That’s a (really simple) problem statement. It reframes the context. It flips it around to their perspective.

That’s what empathy is about.

The next chapter will show you the backbone skill that any successful growth marketer possesses.

You’ve gotta get the sauce right.

First, you need to think in terms of systems. But that’s not a skill. There’s only 7 of them, and once you know them, you’re good. But the systems alone are not enough. On top of the systems, you need the ‘magic sauce’.

There’s one skill that I continuously keep investing in because whenever I do that I see my growth rates bump up.
It’s the only skill that I know that could add an extra zero to your bank account. So what’s that skill? What’s the magic sauce of growth…?

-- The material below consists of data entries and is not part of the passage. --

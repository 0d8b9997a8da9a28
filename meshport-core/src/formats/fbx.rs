//! Autodesk FBX, ASCII encoding only.
//!
//! The reader does not parse the node tree. It scans for geometry blocks
//! and pulls the `Vertices` and `PolygonVertexIndex` arrays out of each one,
//! which covers both FBX 6 and FBX 7 ASCII exports. Binary files are rejected.
use std::fmt::Write as _;
use std::path::Path;
use std::str::FromStr;

use tracing::{debug, warn};

use super::text::comma_separated;
use super::{read_file, write_file};
use crate::error::{IoError, IoResult};
use crate::geometry::{fan_triangulate, Mesh, Vec3};

/// Geometry name used when none is supplied.
pub const DEFAULT_GEOMETRY_NAME: &str = "Mesh";

const BINARY_SIGNATURE: &[u8] = b"Kaydara FBX Binary";

pub fn load_fbx<P: AsRef<Path>>(path: P) -> IoResult<Mesh> {
    let data = read_file(path.as_ref())?;
    decode_fbx(&data)
}

/// Decode an ASCII FBX document.
///
/// Every geometry block is appended to the same mesh with its indices
/// offset past the vertices of earlier blocks. A document without any
/// vertices is an error, since that almost always means a layout the
/// scanner does not understand.
pub fn decode_fbx(data: &[u8]) -> IoResult<Mesh> {
    if data.starts_with(BINARY_SIGNATURE) {
        return Err(IoError::unsupported("binary FBX, only ASCII FBX is supported"));
    }

    let text = String::from_utf8_lossy(data);
    let lines: Vec<&str> = text.lines().collect();
    let mut mesh = Mesh::new();
    let mut blocks = 0usize;
    let mut i = 0;

    while i < lines.len() {
        if is_geometry_marker(lines[i].trim()) {
            i = scan_geometry_block(&lines, i, &mut mesh);
            blocks += 1;
        } else {
            i += 1;
        }
    }

    if mesh.is_empty() {
        return Err(IoError::empty(format!(
            "no vertices in {blocks} FBX geometry block(s)"
        )));
    }

    debug!(
        blocks,
        vertices = mesh.vertex_count(),
        faces = mesh.face_count(),
        "decoded FBX"
    );
    Ok(mesh)
}

fn is_geometry_marker(line: &str) -> bool {
    line.starts_with("Geometry:") || line.contains("Type: \"Mesh\"")
}

fn brace_delta(line: &str) -> i64 {
    line.chars().fold(0, |depth, c| match c {
        '{' => depth + 1,
        '}' => depth - 1,
        _ => depth,
    })
}

/// Payload of an array continuation line, `None` when `line` is not one.
fn continuation(line: &str) -> Option<&str> {
    if let Some(rest) = line.strip_prefix("a:") {
        Some(rest)
    } else if line.starts_with('*') {
        Some(line.split_once(':').map_or("", |(_, rest)| rest))
    } else {
        None
    }
}

/// Collect values from continuation lines starting at `from`.
///
/// Returns the index of the first line that is not a continuation.
fn read_array<T: FromStr>(lines: &[&str], from: usize, depth: &mut i64, out: &mut Vec<T>) -> usize {
    let mut i = from;
    while let Some(line) = lines.get(i) {
        let line = line.trim();
        let Some(values) = continuation(line) else {
            break;
        };
        *depth += brace_delta(line);
        out.extend(comma_separated(values));
        i += 1;
    }
    i
}

/// Scan one geometry block starting at its marker line.
///
/// A marker that opens a brace ends when that brace closes. A marker
/// without one (FBX 6 `Type: "Mesh"`) ends when its enclosing block does.
/// Returns the index of the line after the block.
fn scan_geometry_block(lines: &[&str], start: usize, mesh: &mut Mesh) -> usize {
    let offset = mesh.vertex_count();
    let mut coords: Vec<f32> = Vec::new();
    let mut indices: Vec<i64> = Vec::new();
    let mut depth = 0i64;
    let mut opened = false;
    let mut i = start;

    while i < lines.len() {
        let line = lines[i].trim();
        depth += brace_delta(line);
        if i == start {
            opened = depth > 0;
        }

        if let Some(inline) = line.strip_prefix("Vertices:") {
            coords.extend(comma_separated::<f32>(inline));
            i = read_array(lines, i + 1, &mut depth, &mut coords);
            continue;
        }
        if let Some(inline) = line.strip_prefix("PolygonVertexIndex:") {
            indices.extend(comma_separated::<i64>(inline));
            i = read_array(lines, i + 1, &mut depth, &mut indices);
            continue;
        }

        i += 1;
        if (opened && depth <= 0) || depth < 0 {
            break;
        }
    }

    if coords.len() % 3 != 0 {
        debug!(values = coords.len(), "FBX vertex array is not a multiple of 3");
    }
    for xyz in coords.chunks_exact(3) {
        mesh.add_vertex(Vec3::new(xyz[0], xyz[1], xyz[2]));
    }

    let mut dropped = 0usize;
    for polygon in decode_polygons(&indices) {
        let shifted: Vec<u32> = polygon
            .iter()
            .filter_map(|&index| u32::try_from(index as usize + offset).ok())
            .collect();
        for [a, b, c] in fan_triangulate(&shifted) {
            if !mesh.add_face(a, b, c) {
                dropped += 1;
            }
        }
    }
    if dropped > 0 {
        warn!(dropped, "FBX faces referenced missing vertices");
    }

    i
}

/// Split a `PolygonVertexIndex` array into polygons.
///
/// A negative value `v` closes the current polygon with index `-v - 1`.
/// Values after the last closing index form no polygon and are discarded.
pub fn decode_polygons(values: &[i64]) -> Vec<Vec<u32>> {
    let mut polygons = Vec::new();
    let mut current = Vec::new();

    for &value in values {
        // !v == -v - 1 without overflow
        let (index, closes) = if value < 0 { (!value, true) } else { (value, false) };
        if let Ok(index) = u32::try_from(index) {
            current.push(index);
        }
        if closes && !current.is_empty() {
            polygons.push(std::mem::take(&mut current));
        }
    }

    if !current.is_empty() {
        debug!(values = current.len(), "discarding unterminated FBX polygon");
    }
    polygons
}

/// Serialise `mesh` as an FBX 7.4 ASCII document with one geometry object.
pub fn encode_fbx(mesh: &Mesh, name: &str) -> Vec<u8> {
    let mut out = String::with_capacity(512 + mesh.vertex_count() * 36 + mesh.face_count() * 24);

    // Writing to a String cannot fail
    let _ = writeln!(out, "; FBX 7.4.0 project file");
    let _ = writeln!(out, "; Created by meshport");
    out.push('\n');
    out.push_str("FBXHeaderExtension:  {\n\tFBXHeaderVersion: 1003\n\tFBXVersion: 7400\n}\n\n");
    out.push_str("Definitions:  {\n\tVersion: 100\n\tCount: 1\n");
    out.push_str("\tObjectType: \"Geometry\" {\n\t\tCount: 1\n\t}\n}\n\n");

    let name: String = name.chars().filter(|&c| c != '"' && c != '\n').collect();
    out.push_str("Objects:  {\n");
    let _ = writeln!(out, "\tGeometry: 1000000, \"Geometry::{name}\", \"Mesh\" {{");

    let _ = writeln!(out, "\t\tVertices: *{} {{", mesh.vertex_count() * 3);
    out.push_str("\t\t\ta: ");
    for (i, v) in mesh.vertices.iter().enumerate() {
        if i > 0 {
            out.push(',');
        }
        let _ = write!(out, "{:.6},{:.6},{:.6}", v.x, v.y, v.z);
    }
    out.push_str("\n\t\t}\n");

    let _ = writeln!(out, "\t\tPolygonVertexIndex: *{} {{", mesh.face_count() * 3);
    out.push_str("\t\t\ta: ");
    for (i, [a, b, c]) in mesh.faces.iter().enumerate() {
        if i > 0 {
            out.push(',');
        }
        let _ = write!(out, "{a},{b},{}", -(i64::from(*c) + 1));
    }
    out.push_str("\n\t\t}\n");

    out.push_str("\t\tGeometryVersion: 124\n\t}\n}\n");
    out.into_bytes()
}

pub fn save_fbx<P: AsRef<Path>>(mesh: &Mesh, path: P) -> IoResult<()> {
    save_fbx_named(mesh, path, DEFAULT_GEOMETRY_NAME)
}

pub fn save_fbx_named<P: AsRef<Path>>(mesh: &Mesh, path: P, name: &str) -> IoResult<()> {
    write_file(path.as_ref(), &encode_fbx(mesh, name))
}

Copywriting is the backbone skill of every growth marketer, and — by far and away — the most profitable skill you could ever hope to acquire. Copywriting is writing with the purpose to sell. Simple as that. (simple, but not easy) It’s the equivalent of great salesmanship but put online. It’s automated sales.

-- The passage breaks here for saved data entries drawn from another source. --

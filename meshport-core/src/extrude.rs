//! Outline paths and their extrusion into side-wall meshes.
//!
//! Outlines come from a glyph or path source as move/line/curve verbs.
//! `OutlineBuilder` flattens those into polylines and `extrude_outlines`
//! turns each polyline into a hollow tube between z = 0 and z = depth.
use nalgebra::Point2;
use tracing::debug;

use crate::geometry::{Mesh, Vec3};

/// One contour as an ordered list of 2D points.
pub type OutlinePath = Vec<Point2<f32>>;

/// Default number of line segments per Bézier curve.
pub const DEFAULT_CURVE_SEGMENTS: usize = 20;

/// Flattens path verbs into `OutlinePath`s.
#[derive(Debug, Clone)]
pub struct OutlineBuilder {
    segments: usize,
    paths: Vec<OutlinePath>,
    current: OutlinePath,
}

impl Default for OutlineBuilder {
    fn default() -> Self {
        Self::new()
    }
}

impl OutlineBuilder {
    pub fn new() -> Self {
        Self::with_segments(DEFAULT_CURVE_SEGMENTS)
    }

    /// Builder approximating each curve with `segments` line segments (at least 1).
    pub fn with_segments(segments: usize) -> Self {
        Self {
            segments: segments.max(1),
            paths: Vec::new(),
            current: Vec::new(),
        }
    }

    /// Start a new contour, finishing the current one.
    pub fn move_to(&mut self, x: f32, y: f32) -> &mut Self {
        self.flush();
        self.current.push(Point2::new(x, y));
        self
    }

    pub fn line_to(&mut self, x: f32, y: f32) -> &mut Self {
        self.current.push(Point2::new(x, y));
        self
    }

    /// Quadratic Bézier from the current point.
    pub fn quad_to(&mut self, cx: f32, cy: f32, x: f32, y: f32) -> &mut Self {
        let p0 = self.cursor();
        let (p1, p2) = (Point2::new(cx, cy), Point2::new(x, y));
        for step in 1..=self.segments {
            let t = step as f32 / self.segments as f32;
            let mt = 1.0 - t;
            let point = p0.coords * (mt * mt) + p1.coords * (2.0 * mt * t) + p2.coords * (t * t);
            self.current.push(Point2::from(point));
        }
        self
    }

    /// Cubic Bézier from the current point.
    pub fn cubic_to(&mut self, c1x: f32, c1y: f32, c2x: f32, c2y: f32, x: f32, y: f32) -> &mut Self {
        let p0 = self.cursor();
        let (p1, p2, p3) = (
            Point2::new(c1x, c1y),
            Point2::new(c2x, c2y),
            Point2::new(x, y),
        );
        for step in 1..=self.segments {
            let t = step as f32 / self.segments as f32;
            let mt = 1.0 - t;
            let point = p0.coords * (mt * mt * mt)
                + p1.coords * (3.0 * mt * mt * t)
                + p2.coords * (3.0 * mt * t * t)
                + p3.coords * (t * t * t);
            self.current.push(Point2::from(point));
        }
        self
    }

    /// Close the contour by repeating its first point if needed.
    pub fn close(&mut self) -> &mut Self {
        if let (Some(&first), Some(&last)) = (self.current.first(), self.current.last()) {
            if first != last {
                self.current.push(first);
            }
        }
        self
    }

    /// Finished contours; those with fewer than 3 points are dropped.
    pub fn finish(mut self) -> Vec<OutlinePath> {
        self.flush();
        self.paths
    }

    fn cursor(&self) -> Point2<f32> {
        self.current.last().copied().unwrap_or_else(Point2::origin)
    }

    fn flush(&mut self) {
        let path = std::mem::take(&mut self.current);
        if path.len() >= 3 {
            self.paths.push(path);
        }
    }
}

/// Extrude every outline along +Z, emitting only the side walls.
///
/// Each path contributes a front rail at z = 0 and a back rail at z = `depth`,
/// joined by two triangles per consecutive point pair. Caps are not
/// triangulated. Paths with fewer than 3 points are skipped.
pub fn extrude_outlines(paths: &[OutlinePath], depth: f32) -> Mesh {
    let mut mesh = Mesh::new();

    for path in paths.iter().filter(|path| path.len() >= 3) {
        let base = mesh.vertex_count() as u32;
        let count = path.len() as u32;

        for point in path {
            mesh.add_vertex(Vec3::new(point.x, point.y, 0.0));
        }
        for point in path {
            mesh.add_vertex(Vec3::new(point.x, point.y, depth));
        }

        for i in 0..count - 1 {
            let front_curr = base + i;
            let front_next = base + i + 1;
            let back_curr = base + count + i;
            let back_next = base + count + i + 1;

            mesh.add_face(front_curr, back_curr, front_next);
            mesh.add_face(front_next, back_curr, back_next);
        }
    }

    debug!(
        paths = paths.len(),
        vertices = mesh.vertex_count(),
        faces = mesh.face_count(),
        "extruded outlines"
    );
    mesh
}

#[cfg(test)]
mod tests {
    use super::*;

    fn square() -> OutlinePath {
        vec![
            Point2::new(0.0, 0.0),
            Point2::new(1.0, 0.0),
            Point2::new(1.0, 1.0),
            Point2::new(0.0, 1.0),
            Point2::new(0.0, 0.0),
        ]
    }

    #[test]
    fn test_extrude_square() {
        let mesh = extrude_outlines(&[square()], 2.0);
        assert_eq!(mesh.vertex_count(), 10);
        assert_eq!(mesh.face_count(), 8);

        // Front rail then back rail
        assert_eq!(mesh.vertices[1], Vec3::new(1.0, 0.0, 0.0));
        assert_eq!(mesh.vertices[6], Vec3::new(1.0, 0.0, 2.0));

        assert_eq!(mesh.faces[0], [0, 5, 1]);
        assert_eq!(mesh.faces[1], [1, 5, 6]);
    }

    #[test]
    fn test_extrude_offsets_each_path() {
        let short = vec![Point2::new(0.0, 0.0), Point2::new(1.0, 0.0)];
        let mesh = extrude_outlines(&[square(), short, square()], 1.0);
        assert_eq!(mesh.vertex_count(), 20);
        assert_eq!(mesh.face_count(), 16);
        assert_eq!(mesh.faces[8], [10, 15, 11]);
    }

    #[test]
    fn test_extrude_nothing() {
        let mesh = extrude_outlines(&[], 1.0);
        assert!(mesh.is_empty());
        assert_eq!(mesh.face_count(), 0);
    }

    #[test]
    fn test_builder_closes_and_filters() {
        let mut builder = OutlineBuilder::new();
        builder
            .move_to(0.0, 0.0)
            .line_to(2.0, 0.0)
            .line_to(2.0, 2.0)
            .close()
            .move_to(5.0, 5.0)
            .line_to(6.0, 5.0);
        let paths = builder.finish();

        assert_eq!(paths.len(), 1);
        assert_eq!(paths[0].len(), 4);
        assert_eq!(paths[0][3], Point2::new(0.0, 0.0));
    }

    #[test]
    fn test_builder_flattens_curves() {
        let mut builder = OutlineBuilder::with_segments(4);
        builder
            .move_to(0.0, 0.0)
            .quad_to(1.0, 2.0, 2.0, 0.0)
            .cubic_to(2.0, -1.0, 0.0, -1.0, 0.0, 0.0);
        let paths = builder.finish();

        assert_eq!(paths.len(), 1);
        let path = &paths[0];
        assert_eq!(path.len(), 1 + 4 + 4);
        // Quadratic midpoint: 0.25 * p0 + 0.5 * p1 + 0.25 * p2
        assert!((path[2] - Point2::new(1.0, 1.0)).norm() < 1e-6);
        assert!((path[4] - Point2::new(2.0, 0.0)).norm() < 1e-6);
        assert!((path[8] - Point2::new(0.0, 0.0)).norm() < 1e-6);
    }
}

It’s just incredible what happens:

  • Your ads convert better (thus clicks become cheaper)
  • Your email open rates go up
  • Your website starts to convert better… way better, actually
  • You craft better offers, that people love
  • All your advertising costs drop, while conversions rise
  • Channels that previously were too expensive, now become profitable
  • People ‘get it’ when you talk about your product
  • Finally, you get that viral loop to work… referrals start working
  • Etc.

I can’t say enough good things about copywriting. If there’s only one skill you’re gonna master, then copywriting is the most profitable one. Imagine what would happen if every conversion rate across your funnel would go 20-30% up. It is compounds. It adds up quickly!
Copywriting is a skill that hardly changes over time. Stuff that was relevant in the ‘30s still works today. It’s all human psychology.
Some of the best resources on copywriting, are quite old… but anything from dated. That’s why I always make the same recommendation to everyone that wants to learn to copywriting:

Study the masters.

More specifically:

  • Get a copy of ‘Ogilvy on Advertising’: a book by David Ogilvy, the godfather of advertising.
  • Read the ‘Gary Halbert Letters’: written by -surprise, surprise- Gary Halbert, who is without a doubt the most famous direct-response copywriter.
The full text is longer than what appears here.